You might find it helpful to ask about things like mental health support, parental benefits, and what to do if your partner is worried something isn’t right. You may also find it helpful to write down a list of questions to take with you or make notes during your visit, so you don’t forget.

For an idea of questions to ask at your antenatal appointment, why not read our helpful midwife appointment checklist below or download and take it with you?

What emotional support can I offer during pregnancy?

Sometimes the best support is simply being there – although hugs and kind words can mean a lot too.

Ask your partner how they’re feeling, listen to them, stay informed, encourage them to see their midwife or GP if they’re feeling worried, and make them feel cared for.

How can I bond with my baby before birth?

Although you can’t hold your baby – yet – there are ways to feel more connected. Bonding takes time but there are many things you can do before they’re born:

  • Let them hear your voice – regularly talking, singing or reading to your partner’s bump is a lovely way to bond – did you know your baby can hear from around 16 weeks, maybe even earlier?7
  • Imagine the future – take some time with your partner to think about what your baby will look like, be like, and what you’re most looking forward to sharing with them. Chat about names, room décor, your roles when they arrive – it’ll all help.
  • Do your homework – go to antenatal classes, be at the scans, read up on the age stage they’re at – are they the size of an avocado (around 16 weeks), or are they now a grapefruit (around 23 weeks)?8

What if I feel left out during pregnancy?

It’s understandable to feel left out during pregnancy – especially with so much focus on your partner. Remember, your feelings are valid. Try sharing how you feel with your partner calmly and openly – with so much happening, they may not realise how you’re feeling.

Doing more things together, like attending maternity appointments, scans, and antenatal classes, can help you feel more involved. Antenatal classes are also a great way to meet other parents-to-be who are at a similar stage, including partners who may be experiencing similar feelings.

The most important thing is to be open and honest with each other or share your thoughts with a close friend or family member. And if you need extra support, speak to your midwife or GP.9

Are there antenatal resources specifically for dads and partners?
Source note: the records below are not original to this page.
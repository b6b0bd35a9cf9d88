//! Rewrites inside existing `DO $$ ... $$` blocks.

use super::rules::{map_unquoted, Protect};
use super::ConversionLog;
use once_cell::sync::Lazy;
use regex::{Captures, Regex};
use std::borrow::Cow;

static BLOCK_START: Lazy<Regex> = Lazy::new(|| Regex::new(r"(?i)\bDO\s*\$\$").unwrap());
static DO_BLOCK: Lazy<Regex> =
    Lazy::new(|| Regex::new(r"(?is)\bDO\s*\$\$\s*(.*?)\s*\$\$\s*;?").unwrap());
static SIGIL: Lazy<Regex> = Lazy::new(|| Regex::new(r"@(\w+)").unwrap());
static DECLARE_ASSIGN: Lazy<Regex> =
    Lazy::new(|| Regex::new(r"(?i)\bDECLARE\s+(\w+)\s+(\w+)\s*=\s*([^;]*);").unwrap());
static IF_FLAG: Lazy<Regex> =
    Lazy::new(|| Regex::new(r"(?i)\bIF\s+(\w+)\s*=\s*1\s+BEGIN\b").unwrap());
static IF_BEGIN: Lazy<Regex> =
    Lazy::new(|| Regex::new(r"(?is)\bIF\s+([^;]+?)\s+BEGIN\b").unwrap());
static THEN_BEGIN: Lazy<Regex> = Lazy::new(|| Regex::new(r"(?i)\bTHEN\s+BEGIN\b").unwrap());
static OPENS_IF: Lazy<Regex> = Lazy::new(|| Regex::new(r"(?i)\bIF\b.*\bTHEN\b").unwrap());
static ENDS_WITH_THEN: Lazy<Regex> = Lazy::new(|| Regex::new(r"(?i)\bTHEN$").unwrap());

pub(super) fn has_anonymous_block(sql: &str) -> bool {
    BLOCK_START.is_match(sql)
}

/// Rewrite the T-SQL control flow found inside every `DO $$` block.
pub(super) fn normalize_blocks(sql: &str, log: &mut ConversionLog) -> String {
    let mut blocks = 0;
    let text = DO_BLOCK.replace_all(sql, |caps: &Captures| {
        let rendered = format!("DO $$\n{}\n$$;", normalize_block(&caps[1]));
        if rendered != caps[0] {
            blocks += 1;
        }
        rendered
    });

    if blocks > 0 {
        log.push(format!(
            "[OK] DO $$ blocks converted (T-SQL -> PL/pgSQL) ({})",
            blocks
        ));
    }
    text.into_owned()
}

fn normalize_block(content: &str) -> String {
    let content = map_unquoted(content, Protect::Strings, |plain| {
        SIGIL.replace_all(plain, "$1").into_owned()
    });

    let content = DECLARE_ASSIGN.replace_all(&content, |caps: &Captures| {
        let name = caps[1].to_lowercase();
        let data_type = caps[2].to_lowercase();
        let raw = caps[3].trim();
        let value = match (data_type.as_str(), raw) {
            ("boolean" | "bool", "1") => "true",
            ("boolean" | "bool", "0") => "false",
            _ => raw,
        };
        format!("DECLARE {} {} := {};", name, data_type, value)
    });

    let content = IF_FLAG.replace_all(&content, "IF ${1} THEN");

    let content = IF_BEGIN.replace_all(&content, |caps: &Captures| {
        let condition = caps[1].trim();
        if ENDS_WITH_THEN.is_match(condition) {
            format!("IF {}", condition)
        } else {
            format!("IF {} THEN", condition)
        }
    });

    let mut tracker = IfDepthTracker::new();
    let content = content
        .lines()
        .map(|line| tracker.feed(line))
        .collect::<Vec<_>>()
        .join("\n");

    THEN_BEGIN.replace_all(&content, "THEN").into_owned()
}

/// Pairs bare `END` lines with the `IF ... THEN` lines they close.
///
/// Line-oriented and shallow: a line counts as opening an IF only when the
/// `IF` and its `THEN` are on the same line, and only a line consisting of
/// `END` or `END;` closes one.
#[derive(Debug, Default)]
pub struct IfDepthTracker {
    depth: usize,
}

impl IfDepthTracker {
    pub fn new() -> Self {
        Self::default()
    }

    pub fn depth(&self) -> usize {
        self.depth
    }

    pub fn is_inside_if(&self) -> bool {
        self.depth > 0
    }

    /// Feed one line and get it back, with a closing `END` turned into `END IF;`.
    pub fn feed<'a>(&mut self, line: &'a str) -> Cow<'a, str> {
        let trimmed = line.trim();
        let upper = trimmed.to_uppercase();

        if upper == "END IF" || upper == "END IF;" {
            self.depth = self.depth.saturating_sub(1);
            return Cow::Borrowed(line);
        }

        if self.depth > 0 && (upper == "END" || upper == "END;") {
            self.depth -= 1;
            let indent = &line[..line.len() - line.trim_start().len()];
            return Cow::Owned(format!("{}END IF;", indent));
        }

        if OPENS_IF.is_match(trimmed) && !upper.contains("END IF") {
            self.depth += 1;
        }
        Cow::Borrowed(line)
    }
}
Yes, there are many resources designed just for dads and partners – or that actively welcome their involvement.

They include:

  • HSE Antenatal Classes – designed to prepare parents for labour, birth, and beyond. They’re for all expectant mothers, and partners are encouraged to go along to all classes.
  • Cuidiú – a parent-to-parent, voluntary support charity offers antenatal courses with a format that’s unique to Ireland. Dads and partners are encouraged to attend all sessions.
  • Antenatal Ireland – run by Cuidiú-trained antenatal educators, offers antenatal classes for both parents. Dads and partners are encouraged to attend every class.
  • MANtenatal – is a digital, father-focused platform for prenatal education, providing courses, coaching, and support for expectant dads on everything from birth prep and newborn care to mental health.